[Data for this exercise]
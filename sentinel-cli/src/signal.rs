//! Termination signal handling

use std::future::Future;
use tokio::task::JoinHandle;
use tracing::warn;

/// Start listening for SIGINT or SIGTERM in the background
///
/// The returned handle completes once a signal arrives.
pub fn listen() -> JoinHandle<()> {
    tokio::spawn(wait_for_termination())
}

/// Run `work` unless `termination` completes first
///
/// Returns `None` when interrupted. `work` is dropped at that point, which
/// releases whatever it had opened so far.
pub async fn unless_terminated<F>(work: F, termination: &mut JoinHandle<()>) -> Option<F::Output>
where
    F: Future,
{
    tokio::select! {
        biased;
        _ = termination => None,
        output = work => Some(output),
    }
}

/// Resolves on SIGINT or SIGTERM
pub async fn wait_for_termination() {
    #[cfg(unix)]
    {
        use tokio::signal::unix::{signal, SignalKind};

        match signal(SignalKind::terminate()) {
            Ok(mut term) => {
                tokio::select! {
                    _ = ctrl_c() => {}
                    _ = term.recv() => {}
                }
            }
            Err(e) => {
                warn!(error = %e, "Cannot listen for SIGTERM");
                ctrl_c().await;
            }
        }
    }

    #[cfg(not(unix))]
    ctrl_c().await;
}

async fn ctrl_c() {
    if let Err(e) = tokio::signal::ctrl_c().await {
        warn!(error = %e, "Cannot listen for Ctrl-C");
        std::future::pending::<()>().await;
    }
}
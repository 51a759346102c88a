//! CLI argument parsing

use clap::Parser;
use sentinel_core::{Error, MacAddr, Result};
use sentinel_detect::{DetectorConfig, SlackCredentials};
use std::time::Duration;

#[derive(Parser, Debug)]
#[command(name = "dhcp-sentinel")]
#[command(version, about = "Detect rogue DHCP servers on the local segment", long_about = None)]
pub struct Cli {
    /// Network interface to monitor
    #[arg(
        short = 'i',
        long,
        value_name = "IFACE",
        required_unless_present = "list_interfaces"
    )]
    pub interface: Option<String>,

    /// Enable debug output
    #[arg(short = 'd', long)]
    pub debug: bool,

    /// Minimum time between two rogue alerts
    #[arg(long, value_name = "SECONDS", default_value_t = 600)]
    pub cooldown: u64,

    /// Time between two DISCOVER probes
    #[arg(long, value_name = "SECONDS", default_value_t = 60)]
    pub interval: u64,

    /// Delay before the first probe
    #[arg(long, value_name = "SECONDS", default_value_t = 5)]
    pub warmup: u64,

    /// Trust this server address instead of learning it from the first offer
    #[arg(long, value_name = "MAC")]
    pub trusted: Option<MacAddr>,

    /// Log notices instead of posting them to Slack
    #[arg(short = 'n', long, env = "SENTINEL_NO_DELIVER")]
    pub no_deliver: bool,

    /// Slack bot token
    #[arg(long, env = "SLACK_TOKEN", value_name = "TOKEN", hide_env_values = true)]
    pub slack_token: Option<String>,

    /// Slack channel to post to
    #[arg(long, env = "SLACK_CHANNEL", value_name = "ID")]
    pub slack_channel: Option<String>,

    /// List interfaces that can be monitored and exit
    #[arg(long)]
    pub list_interfaces: bool,
}

impl Cli {
    /// Parse command-line arguments
    pub fn parse_args() -> Self {
        Self::parse()
    }

    /// Validated engine configuration
    pub fn into_config(self) -> Result<DetectorConfig> {
        let interface = self.interface.ok_or_else(|| {
            Error::configuration("please provide the interface to listen on using -i")
        })?;

        let mut config = DetectorConfig::new(interface);
        config.cooldown = Duration::from_secs(self.cooldown);
        config.probe_interval = Duration::from_secs(self.interval);
        config.warmup = Duration::from_secs(self.warmup);
        config.trusted = self.trusted;
        config.deliver = !self.no_deliver;

        config.slack = match (self.slack_token, self.slack_channel) {
            (Some(token), Some(channel)) => Some(SlackCredentials::new(token, channel)),
            (None, _) if config.deliver => {
                return Err(Error::configuration(
                    "please set the SLACK_TOKEN environment variable",
                ))
            }
            (_, None) if config.deliver => {
                return Err(Error::configuration(
                    "please set the SLACK_CHANNEL environment variable",
                ))
            }
            _ => None,
        };

        config.validate()?;
        Ok(config)
    }
}
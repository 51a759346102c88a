//! Error types for dhcp-sentinel

use thiserror::Error;

/// Result type alias for sentinel operations
pub type Result<T> = std::result::Result<T, Error>;

/// Main error type for dhcp-sentinel
///
/// Startup variants (`Configuration`, `CaptureOpen`, `Authentication`) abort
/// the process before any task is spawned. `InterfaceNotFound` comes from
/// interface lookups; the capture layer reports it as `CaptureOpen`.
/// `ProbeTransmit` and `Notify` are fatal at runtime and cancel the engine.
/// `FrameAnomaly` is only ever logged.
#[derive(Error, Debug)]
pub enum Error {
    /// Bad or missing flags, environment or derived settings
    #[error("Configuration error: {0}")]
    Configuration(String),

    /// Interface not found
    #[error("Interface '{0}' not found")]
    InterfaceNotFound(String),

    /// Capture handle could not be opened or the filter was rejected
    #[error("Failed to open capture: {0}")]
    CaptureOpen(String),

    /// Notification service rejected our credentials
    #[error("Authentication failed: {0}")]
    Authentication(String),

    /// A captured frame could not be classified
    #[error("Frame anomaly: {0}")]
    FrameAnomaly(String),

    /// Packet construction error
    #[error("Packet construction error: {0}")]
    PacketConstruction(String),

    /// Packet parsing error
    #[error("Packet parsing error: {0}")]
    PacketParsing(String),

    /// Probe could not be built or sent
    #[error("Probe transmission failed: {0}")]
    ProbeTransmit(String),

    /// Notification could not be delivered
    #[error("Notification failed: {0}")]
    Notify(String),

    /// Network I/O error
    #[error("Network I/O error: {0}")]
    Io(#[from] std::io::Error),
}

impl Error {
    /// Create a configuration error with a custom message
    pub fn configuration<S: Into<String>>(msg: S) -> Self {
        Error::Configuration(msg.into())
    }

    /// Create a probe transmission error with a custom message
    pub fn probe_transmit<S: Into<String>>(msg: S) -> Self {
        Error::ProbeTransmit(msg.into())
    }

    /// Create a notification error with a custom message
    pub fn notify<S: Into<String>>(msg: S) -> Self {
        Error::Notify(msg.into())
    }

    /// Name of the component this error originates from, for log context
    pub fn component(&self) -> &'static str {
        match self {
            Error::Configuration(_) => "config",
            Error::InterfaceNotFound(_) | Error::CaptureOpen(_) => "capture",
            Error::Authentication(_) | Error::Notify(_) => "notifier",
            Error::FrameAnomaly(_) => "classifier",
            Error::PacketConstruction(_) | Error::PacketParsing(_) | Error::ProbeTransmit(_) => {
                "prober"
            }
            Error::Io(_) => "io",
        }
    }
}
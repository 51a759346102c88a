//! Baseline tracking and offer classification
//!
//! The classifier starts in [`ClassifierState::AwaitingBaseline`]. The first
//! classifiable offer fixes the trusted address for the rest of the process;
//! later offers are either trusted, suppressed by the cooldown, or rogue.
//! All state lives here and is only touched by the consuming task.

use sentinel_core::{MacAddr, Packet};
use std::time::Duration;
use tokio::time::Instant;
use tracing::{debug, info, warn};

use crate::notifier::Notice;
use crate::offer::ObservedOffer;

/// Where the trusted address came from
#[derive(Debug, Clone, Copy, PartialEq, Eq)]
pub enum BaselineOrigin {
    /// First offer seen on the wire
    Learned,
    /// Supplied by the operator
    Configured,
}

/// The trusted responder, fixed once
#[derive(Debug, Clone, PartialEq, Eq)]
pub struct Baseline {
    pub trusted: MacAddr,
    pub established_at: Instant,
    pub origin: BaselineOrigin,
}

/// Global alert bookkeeping
#[derive(Debug, Clone, Default, PartialEq, Eq)]
pub struct AlertState {
    /// `None` means no alert has been raised yet
    pub last_alert_at: Option<Instant>,
}

#[derive(Debug, Clone, PartialEq, Eq)]
pub enum ClassifierState {
    AwaitingBaseline,
    Monitoring(Baseline),
}

/// Outcome of classifying one frame
#[derive(Debug, Clone, Copy, PartialEq, Eq)]
pub enum Verdict {
    /// First offer; its source is now trusted
    BaselineEstablished(MacAddr),
    /// From the trusted address
    Trusted,
    /// From another address, inside the cooldown window
    Suppressed,
    /// From another address; an alert must go out
    Rogue(MacAddr),
    /// No link-layer source address
    Unclassifiable,
}

impl Verdict {
    /// Notice to deliver for this verdict, if any
    pub fn notice(&self) -> Option<Notice> {
        match self {
            Verdict::BaselineEstablished(mac) => Some(Notice::BaselineEstablished { mac: *mac }),
            Verdict::Rogue(mac) => Some(Notice::RogueDetected { mac: *mac }),
            Verdict::Trusted | Verdict::Suppressed | Verdict::Unclassifiable => None,
        }
    }
}

#[derive(Debug, Clone)]
pub struct Classifier {
    state: ClassifierState,
    alerts: AlertState,
    cooldown: Duration,
}

impl Classifier {
    /// Learn the baseline from the first offer
    pub fn new(cooldown: Duration) -> Self {
        Self {
            state: ClassifierState::AwaitingBaseline,
            alerts: AlertState::default(),
            cooldown,
        }
    }

    /// Start with an operator-supplied trusted address
    pub fn with_baseline(trusted: MacAddr, cooldown: Duration) -> Self {
        Self {
            state: ClassifierState::Monitoring(Baseline {
                trusted,
                established_at: Instant::now(),
                origin: BaselineOrigin::Configured,
            }),
            alerts: AlertState::default(),
            cooldown,
        }
    }

    pub fn state(&self) -> &ClassifierState {
        &self.state
    }

    pub fn baseline(&self) -> Option<&Baseline> {
        match &self.state {
            ClassifierState::AwaitingBaseline => None,
            ClassifierState::Monitoring(baseline) => Some(baseline),
        }
    }

    pub fn last_alert_at(&self) -> Option<Instant> {
        self.alerts.last_alert_at
    }

    /// Classify one captured frame observed at `now`
    pub fn classify(&mut self, packet: Packet, now: Instant) -> Verdict {
        let offer = match ObservedOffer::from_packet(packet, now) {
            Ok(offer) => offer,
            Err(e) => {
                warn!(component = e.component(), error = %e, "Skipping frame");
                return Verdict::Unclassifiable;
            }
        };

        match offer.details() {
            Some(details) => debug!(mac = %offer.source, "Got DHCP offer: {}", details),
            None => debug!(mac = %offer.source, "Got DHCP offer"),
        }

        let trusted = match &self.state {
            ClassifierState::AwaitingBaseline => {
                info!(mac = %offer.source, "Got first DHCP offer, trusting this server");
                self.state = ClassifierState::Monitoring(Baseline {
                    trusted: offer.source,
                    established_at: now,
                    origin: BaselineOrigin::Learned,
                });
                return Verdict::BaselineEstablished(offer.source);
            }
            ClassifierState::Monitoring(baseline) => baseline.trusted,
        };

        if offer.source == trusted {
            debug!(mac = %offer.source, "Offer from trusted server");
            return Verdict::Trusted;
        }

        if let Some(last) = self.alerts.last_alert_at {
            // Saturates when `now` precedes the last alert
            if now.saturating_duration_since(last) < self.cooldown {
                info!(mac = %offer.source, "Ignoring rogue offer, too soon since last alert");
                return Verdict::Suppressed;
            }
        }

        self.alerts.last_alert_at = Some(match self.alerts.last_alert_at {
            Some(last) => last.max(now),
            None => now,
        });
        warn!(mac = %offer.source, trusted = %trusted, "Rogue DHCP server detected");
        Verdict::Rogue(offer.source)
    }
}

#[cfg(test)]
mod tests {
    use super::*;

    const TRUSTED: MacAddr = MacAddr::new([0xaa, 0xbb, 0xcc, 0xdd, 0xee, 0xff]);
    const ROGUE_A: MacAddr = MacAddr::new([0x11, 0x22, 0x33, 0x44, 0x55, 0x66]);
    const ROGUE_B: MacAddr = MacAddr::new([0x77, 0x88, 0x99, 0xaa, 0xbb, 0xcc]);
    const COOLDOWN: Duration = Duration::from_secs(600);

    fn offer_from(mac: MacAddr) -> Packet {
        let mut data = vec![0xff; 6];
        data.extend_from_slice(mac.as_bytes());
        data.extend_from_slice(&[0x08, 0x00]);
        data.extend_from_slice(&[0u8; 28]);
        Packet::new("eth0".to_string(), data)
    }

    fn minutes(n: u64) -> Duration {
        Duration::from_secs(n * 60)
    }

    #[test]
    fn test_baseline_traffic_never_alerts() {
        let mut classifier = Classifier::new(COOLDOWN);
        let t0 = Instant::now();

        assert_eq!(
            classifier.classify(offer_from(TRUSTED), t0),
            Verdict::BaselineEstablished(TRUSTED)
        );
        for i in 1..50u64 {
            let verdict = classifier.classify(offer_from(TRUSTED), t0 + Duration::from_secs(i * 7));
            assert_eq!(verdict, Verdict::Trusted);
        }
        assert_eq!(classifier.last_alert_at(), None);
    }

    #[test]
    fn test_first_offer_fixes_baseline() {
        let mut classifier = Classifier::new(COOLDOWN);
        let t0 = Instant::now();

        classifier.classify(offer_from(TRUSTED), t0);
        let baseline = classifier.baseline().unwrap();
        assert_eq!(baseline.trusted, TRUSTED);
        assert_eq!(baseline.origin, BaselineOrigin::Learned);
        assert_eq!(baseline.established_at, t0);

        assert_eq!(classifier.classify(offer_from(ROGUE_A), t0), Verdict::Rogue(ROGUE_A));
        // Never overwritten by later offers
        assert_eq!(classifier.baseline().unwrap().trusted, TRUSTED);
    }

    #[test]
    fn test_cooldown_window() {
        let t0 = Instant::now();

        let mut close = Classifier::with_baseline(TRUSTED, COOLDOWN);
        assert_eq!(close.classify(offer_from(ROGUE_A), t0), Verdict::Rogue(ROGUE_A));
        assert_eq!(
            close.classify(offer_from(ROGUE_A), t0 + COOLDOWN - Duration::from_secs(1)),
            Verdict::Suppressed
        );

        let mut apart = Classifier::with_baseline(TRUSTED, COOLDOWN);
        assert_eq!(apart.classify(offer_from(ROGUE_A), t0), Verdict::Rogue(ROGUE_A));
        assert_eq!(
            apart.classify(offer_from(ROGUE_A), t0 + COOLDOWN),
            Verdict::Rogue(ROGUE_A)
        );
        assert_eq!(apart.last_alert_at(), Some(t0 + COOLDOWN));
    }

    #[test]
    fn test_cooldown_is_global() {
        let t0 = Instant::now();
        let mut classifier = Classifier::with_baseline(TRUSTED, COOLDOWN);

        assert_eq!(classifier.classify(offer_from(ROGUE_A), t0), Verdict::Rogue(ROGUE_A));
        assert_eq!(
            classifier.classify(offer_from(ROGUE_B), t0 + minutes(1)),
            Verdict::Suppressed
        );
    }

    #[test]
    fn test_trusted_offer_does_not_touch_cooldown() {
        let t0 = Instant::now();
        let mut classifier = Classifier::with_baseline(TRUSTED, COOLDOWN);

        classifier.classify(offer_from(ROGUE_A), t0);
        classifier.classify(offer_from(TRUSTED), t0 + minutes(9));
        assert_eq!(classifier.last_alert_at(), Some(t0));
        assert_eq!(
            classifier.classify(offer_from(ROGUE_A), t0 + minutes(10)),
            Verdict::Rogue(ROGUE_A)
        );
    }

    #[test]
    fn test_unclassifiable_frame_changes_nothing() {
        let t0 = Instant::now();
        let mut classifier = Classifier::new(COOLDOWN);

        let truncated = Packet::new("eth0".to_string(), vec![0xff; 8]);
        assert_eq!(classifier.classify(truncated, t0), Verdict::Unclassifiable);
        assert_eq!(classifier.state(), &ClassifierState::AwaitingBaseline);

        classifier.classify(offer_from(TRUSTED), t0);
        classifier.classify(offer_from(ROGUE_A), t0);
        let before = classifier.last_alert_at();

        let cooked = Packet::with_link_type(
            "any".to_string(),
            sentinel_core::LinkType::Other(113),
            offer_from(ROGUE_B).data,
        );
        let verdict = classifier.classify(cooked, t0 + minutes(20));
        assert_eq!(verdict, Verdict::Unclassifiable);
        assert_eq!(verdict.notice(), None);
        assert_eq!(classifier.last_alert_at(), before);
    }

    #[test]
    fn test_redelivered_frame_classified_twice() {
        let t0 = Instant::now();
        let mut classifier = Classifier::with_baseline(TRUSTED, Duration::from_secs(10));
        let frame = offer_from(ROGUE_A);

        assert_eq!(classifier.classify(frame.clone(), t0), Verdict::Rogue(ROGUE_A));
        assert_eq!(classifier.classify(frame.clone(), t0), Verdict::Suppressed);
        assert_eq!(
            classifier.classify(frame, t0 + Duration::from_secs(10)),
            Verdict::Rogue(ROGUE_A)
        );
    }

    #[test]
    fn test_out_of_order_timestamps() {
        let t0 = Instant::now();
        let mut classifier = Classifier::with_baseline(TRUSTED, COOLDOWN);

        classifier.classify(offer_from(ROGUE_A), t0 + minutes(30));
        assert_eq!(classifier.classify(offer_from(ROGUE_B), t0), Verdict::Suppressed);
        assert_eq!(classifier.last_alert_at(), Some(t0 + minutes(30)));
    }

    #[test]
    fn test_configured_baseline() {
        let classifier = Classifier::with_baseline(TRUSTED, COOLDOWN);
        let baseline = classifier.baseline().unwrap();
        assert_eq!(baseline.trusted, TRUSTED);
        assert_eq!(baseline.origin, BaselineOrigin::Configured);
    }

    #[test]
    fn test_end_to_end_sequence() {
        let t0 = Instant::now();
        let mut classifier = Classifier::new(COOLDOWN);

        let verdicts = [
            classifier.classify(offer_from(TRUSTED), t0),
            classifier.classify(offer_from(ROGUE_A), t0),
            classifier.classify(offer_from(ROGUE_A), t0 + minutes(2)),
            classifier.classify(offer_from(ROGUE_B), t0 + minutes(11)),
        ];

        assert_eq!(
            verdicts,
            [
                Verdict::BaselineEstablished(TRUSTED),
                Verdict::Rogue(ROGUE_A),
                Verdict::Suppressed,
                Verdict::Rogue(ROGUE_B),
            ]
        );
        assert_eq!(classifier.last_alert_at(), Some(t0 + minutes(11)));

        // New window starts at +11min
        assert_eq!(
            classifier.classify(offer_from(ROGUE_A), t0 + minutes(20)),
            Verdict::Suppressed
        );
    }
}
[/Data for this exercise]
Copy out, from the material above, each line in which the string "variable" is found.

                    "please set the SLACK_TOKEN environment variable",
                    "please set the SLACK_CHANNEL environment variable",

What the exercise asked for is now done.